1. Organizational resistance to change
There’s no way around it: the digital workplace is a huge change, whenever it happens.
And as with any change — large or small — there will be some resistance.
Fortunately, well managed emotional intelligence, transparency, and empathy can help bring skeptics on board more readily.
Dealing with mistrust or lack of confidence
To get started in the best way possible, be transparent about the value of the changes coming around the corner and recognize the importance of each employee. 69% of employees say they would work harder if they were better appreciated by management.
But employee expectations don’t necessarily match how management views its performance. Nearly 3 out of 4 executives feel they are being “very transparent” with regard to remote working policies, but fewer than half of the employees in a 10,000-person white-collar worker survey agree.
Finding common ground and implementing new processes and technologies can be a challenge. One way to deal with this is to use change management exercises: break the ice by listening to employees’ concerns and help them ease into changes; make sure the team understands the company’s goals and why changes are necessary.
It’s important to remember - implementing change is difficult for everyone involved, both executives and employees. Creating a digital workplace, however, is worth it.
Recognizing emotional response to change
Change makes people anxious. It can even make them angry, cause them to fall into depression, or develop unwarranted fear over job security. The Kübler Ross model of the grief cycle is applicable here. Some argue that, rather than 5, there are 7 stages of change resistance. Take for example:
Immobilization. Immobilized employees can’t concentrate, can’t plan, and can’t work at a high level. To help them, repeat information about upcoming changes and why they’re good. Use different media — email, video chats, etc. — and get their input.

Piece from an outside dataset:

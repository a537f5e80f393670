mod shape_finder;

pub use shape_finder::{ShapeFinder, ShapeFinderOutput};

Exploration. By the time immobilized employees have made it to the Exploration stage, they’ve become positive-minded and curious, and they routinely ask questions about their place in the change. Make sure you recognize how far they’ve come, continue to put a fine point on changes, and openly announce learning and development plans.

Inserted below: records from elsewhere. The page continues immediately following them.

//! Planar arrangement of line segments.
//!
//! Segments are split at their mutual intersections, coincident vertices are
//! welded and duplicate edges merged. Faces are not stored; they are derived
//! on demand by walking the half-edge cycles of the current edge set.

pub mod snap;
pub mod split;
pub mod walk;

pub use snap::snap_round;
pub use split::{split_segments, SplitEdge, SplitSegments, VertexWelder};
pub use walk::{split_at_repeated_vertices, trace_cycles};

use std::collections::HashSet;

use slotmap::SlotMap;
use tracing::debug;

use crate::math::kernel::KernelKind;
use crate::math::polygon_2d::ring_signed_area;
use crate::math::Point2;

/// A straight line segment in the plane.
#[derive(Debug, Clone, Copy, PartialEq)]
pub struct Segment {
    pub start: Point2,
    pub end: Point2,
}

impl Segment {
    #[must_use]
    pub fn new(start: Point2, end: Point2) -> Self {
        Self { start, end }
    }

    /// Returns `true` if both endpoints coincide.
    #[must_use]
    pub fn is_degenerate(&self) -> bool {
        self.start == self.end
    }
}

slotmap::new_key_type! {
    /// Identifier of an undirected arrangement edge.
    pub struct EdgeKey;
}

/// An undirected edge between two arrangement vertices.
#[derive(Debug, Clone, Copy, PartialEq, Eq)]
pub struct ArrEdge {
    pub from: usize,
    pub to: usize,
}

/// Vertices and undirected edges of the subdivision induced by a segment set.
#[derive(Debug, Clone, Default)]
pub struct Arrangement {
    vertices: Vec<Point2>,
    edges: SlotMap<EdgeKey, ArrEdge>,
}

impl Arrangement {
    /// Builds the arrangement of `segments`.
    ///
    /// Vertices closer than `weld_tolerance` are merged; an edge that appears
    /// more than once (overlapping input segments) is kept once.
    #[must_use]
    pub fn from_segments(segments: &[Segment], kernel: KernelKind, weld_tolerance: f64) -> Self {
        let split = split_segments(segments, kernel, weld_tolerance);

        let mut seen = HashSet::new();
        let mut edges = SlotMap::with_key();
        for e in &split.edges {
            let key = (e.from.min(e.to), e.from.max(e.to));
            if seen.insert(key) {
                edges.insert(ArrEdge { from: key.0, to: key.1 });
            }
        }

        Self {
            vertices: split.vertices,
            edges,
        }
    }

    #[must_use]
    pub fn vertices(&self) -> &[Point2] {
        &self.vertices
    }

    #[must_use]
    pub fn edge_count(&self) -> usize {
        self.edges.len()
    }

    /// Iterates over the current edges.
    pub fn edges(&self) -> impl Iterator<Item = (EdgeKey, &ArrEdge)> {
        self.edges.iter()
    }

    /// Number of edges incident to every vertex.
    #[must_use]
    pub fn degrees(&self) -> Vec<usize> {
        let mut degree = vec![0; self.vertices.len()];
        for edge in self.edges.values() {
            degree[edge.from] += 1;
            degree[edge.to] += 1;
        }
        degree
    }

    /// Removes edges with a loose end until every remaining vertex has at
    /// least two incident edges.
    ///
    /// Each scan schedules all edges that touch a vertex of degree below two
    /// and removes them together. Returns the total number of removed edges.
    pub fn remove_dangling_edges(&mut self) -> usize {
        let mut total = 0;
        loop {
            let degree = self.degrees();
            let dangling: Vec<EdgeKey> = self
                .edges
                .iter()
                .filter(|(_, e)| degree[e.from] < 2 || degree[e.to] < 2)
                .map(|(key, _)| key)
                .collect();

            debug!(removed = dangling.len(), "dangling edge scan");
            if dangling.is_empty() {
                return total;
            }
            total += dangling.len();
            for key in dangling {
                self.edges.remove(key);
            }
        }
    }

    /// Boundaries of all bounded faces.
    ///
    /// Each boundary lists its distinct points in the order the walk visits
    /// them, counter-clockwise. An edge reaching into a face is walked along
    /// both sides, so its points appear once only.
    #[must_use]
    pub fn bounded_faces(&self) -> Vec<Vec<Point2>> {
        let mut half_edges = Vec::with_capacity(self.edges.len() * 2);
        for e in self.edges.values() {
            half_edges.push((e.from, e.to));
            half_edges.push((e.to, e.from));
        }

        let mut faces = Vec::new();
        for cycle in trace_cycles(&self.vertices, &half_edges) {
            let walk: Vec<Point2> = cycle.iter().map(|&i| self.vertices[half_edges[i].0]).collect();
            // Outer boundaries of connected components walk clockwise.
            if ring_signed_area(&walk) <= 0.0 {
                continue;
            }

            let mut visited = HashSet::new();
            let boundary = cycle
                .iter()
                .map(|&i| half_edges[i].0)
                .filter(|&v| visited.insert(v))
                .map(|v| self.vertices[v])
                .collect();
            faces.push(boundary);
        }
        faces
    }
}

#[cfg(test)]
mod tests {
    use super::*;

    fn seg(ax: f64, ay: f64, bx: f64, by: f64) -> Segment {
        Segment::new(Point2::new(ax, ay), Point2::new(bx, by))
    }

    fn square_segments() -> Vec<Segment> {
        vec![
            seg(0.0, 0.0, 10.0, 0.0),
            seg(10.0, 0.0, 10.0, 10.0),
            seg(10.0, 10.0, 0.0, 10.0),
            seg(0.0, 10.0, 0.0, 0.0),
        ]
    }

    #[test]
    fn square_yields_one_face() {
        let arr = Arrangement::from_segments(&square_segments(), KernelKind::Exact, 1e-9);
        let faces = arr.bounded_faces();
        assert_eq!(faces.len(), 1);
        assert_eq!(faces[0].len(), 4);
        assert!(ring_signed_area(&faces[0]) > 0.0);
    }

    #[test]
    fn grid_of_three_by_three_lines() {
        let mut segments = Vec::new();
        for i in 0..3 {
            let c = f64::from(i) * 5.0;
            segments.push(seg(0.0, c, 10.0, c));
            segments.push(seg(c, 0.0, c, 10.0));
        }
        let arr = Arrangement::from_segments(&segments, KernelKind::Exact, 1e-9);
        assert_eq!(arr.vertices().len(), 9);
        assert_eq!(arr.edge_count(), 12);
        assert_eq!(arr.bounded_faces().len(), 4);
    }

    #[test]
    fn duplicate_segments_are_merged() {
        let mut segments = square_segments();
        segments.push(seg(10.0, 0.0, 0.0, 0.0));
        let arr = Arrangement::from_segments(&segments, KernelKind::Exact, 1e-9);
        assert_eq!(arr.edge_count(), 4);
    }

    #[test]
    fn dangling_tail_is_pruned() {
        let mut segments = square_segments();
        segments.push(seg(10.0, 10.0, 15.0, 15.0));
        segments.push(seg(15.0, 15.0, 20.0, 15.0));
        let mut arr = Arrangement::from_segments(&segments, KernelKind::Exact, 1e-9);
        assert_eq!(arr.edge_count(), 6);

        let removed = arr.remove_dangling_edges();
        assert_eq!(removed, 2);
        assert_eq!(arr.edge_count(), 4);
        assert!(arr.degrees().iter().all(|&d| d == 0 || d >= 2));
        assert_eq!(arr.bounded_faces().len(), 1);
    }

    #[test]
    fn tail_inside_face_keeps_distinct_points() {
        let mut segments = square_segments();
        segments.push(seg(0.0, 0.0, 5.0, 5.0));
        let arr = Arrangement::from_segments(&segments, KernelKind::Exact, 1e-9);
        let faces = arr.bounded_faces();
        assert_eq!(faces.len(), 1);
        assert_eq!(faces[0].len(), 5);
    }

    #[test]
    fn open_polyline_has_no_face() {
        let mut arr = Arrangement::from_segments(
            &[seg(0.0, 0.0, 1.0, 0.0), seg(1.0, 0.0, 1.0, 1.0)],
            KernelKind::Exact,
            1e-9,
        );
        assert!(arr.bounded_faces().is_empty());
        arr.remove_dangling_edges();
        assert_eq!(arr.edge_count(), 0);
    }
}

Whatever the precise nature of employee response to change, remember to empathize with their concerns and help them understand step-by-step what will be expected of them.

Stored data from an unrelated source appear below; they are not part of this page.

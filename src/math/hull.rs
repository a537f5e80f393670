use spade::{DelaunayTriangulation, Point2 as SpadePoint2, Triangulation};

use super::kernel::{KernelKind, Orientation};
use super::polygon_2d::ring_signed_area;
use super::Point2;

/// Computes the convex hull of a point set, counter-clockwise.
///
/// The hull is read off the outer face of a Delaunay triangulation, so
/// duplicate points are merged and hull predicates are exact. Collinear
/// vertices along hull edges are removed.
///
/// Returns `None` if the hull is not a simple polygon: fewer than three
/// distinct points, all points collinear, or coordinates the triangulation
/// rejects (non-finite or out of range).
#[must_use]
pub fn convex_hull(points: &[Point2]) -> Option<Vec<Point2>> {
    let mut triangulation = DelaunayTriangulation::<SpadePoint2<f64>>::new();
    for p in points {
        triangulation.insert(SpadePoint2::new(p.x, p.y)).ok()?;
    }
    if triangulation.num_vertices() < 3 || triangulation.all_vertices_on_line() {
        return None;
    }

    let mut hull: Vec<Point2> = triangulation
        .convex_hull()
        .map(|edge| {
            let p = edge.from().position();
            Point2::new(p.x, p.y)
        })
        .collect();
    if ring_signed_area(&hull) < 0.0 {
        hull.reverse();
    }

    let hull = drop_collinear(&hull);
    (hull.len() >= 3).then_some(hull)
}

fn drop_collinear(ring: &[Point2]) -> Vec<Point2> {
    let n = ring.len();
    (0..n)
        .filter(|&i| {
            KernelKind::Exact.orient2d(&ring[(i + n - 1) % n], &ring[i], &ring[(i + 1) % n])
                != Orientation::Collinear
        })
        .map(|i| ring[i])
        .collect()
}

2. Migrating from legacy applications
More than 75% of respondents affirm that legacy applications are hindering their organization’s digital transformation initiatives. 91% of respondents agree or strongly agree that updating apps and interfaces is key to workplace flexibility.
The intelligent use of automation and machine learning is key to continued business success as well.
There’s a cybersecurity dimension to this too. The average cost of downtime from a cyberattack is $84,650 per hour. Intelligent automation can usually detect threats more quickly and efficiently than human monitoring can. Plus, automation frees people up to do the tasks that require human intelligence and interpretation that machines just can’t imitate.
The key is that your digital workplace works for everyone. Sticking with legacy applications today may hinder that. To determine the best solution for your business, a workplace consulting expert or IT consultant can help.
3. Data and application security
The average cost of a data breach is around $4.24 million.
Companies that are well on their way to complete cloud computing catch cyberattacks an average of 77 days earlier than those who are further upstream in the process.
Getting ahead with cyber security can pay big dividends. Start with cybersecurity best practices. Evading phishing and ransomware is important and are helped by:
Establishing standards for passwords
Inaugurating multi-factor authentication
Instituting a VPN (virtual private network)
Clarifying the use of vulnerable mobile devices
Training employees to recognize cybersecurity threats
4. Lack of centralized notifications
As employee work locations become more decentralized (remote combined with hybrid office practices), centralized communications become more important than ever.
Not surprisingly, 68% of businesses prefer a centralized communication and notification platform.
Most companies have email of some sort. But email and video conferencing – especially free versions – are not likely to provide the full range of tools and analytics businesses need for scalable productivity.
Creating a unified, streamlined communication network between all on-site and remote workers is essential.
5. Issues with productivity
The stubborn myth that remote work cuts productivity persists. And decreasing productivity can be disastrous for a company.
But as business leaders have discovered, remote workers are as productive – sometimes more so – as a traditional office-based workforce. The key is to have the processes, tools, automation and policies in place to manage how your company works.
Issues with employee engagement
37% of respondents said they are working longer hours since the start of the pandemic, while 40% said they’ve experienced burnout during that same period.
Productivity isn’t so much about employee happiness as employee engagement. Companies with higher engagement levels have a 59% lower turnover rate than those that don’t. This can be difficult with a hybrid workforce; 45% of new remote workers said their sense of belonging suffers working at home.
Maintaining employee engagement is important. Try:
Clarifying performance expectations
Supplying employees with the tools needed to get their jobs done
Providing learning and development opportunities
Fostering a culture of collaboration and positive coworker interactions
That’s engagement for you
Creating a digital workplace comes with difficulty but no matter where you are in the process, as long as you’re on the path, you’re heading in the right direction.
Digital workplace challenges can be overcome by taking an empathetic view of employee concerns, refusing to cling steadfastly to outdated technology, and making sure employees are engaged — which is not the same thing as being happy.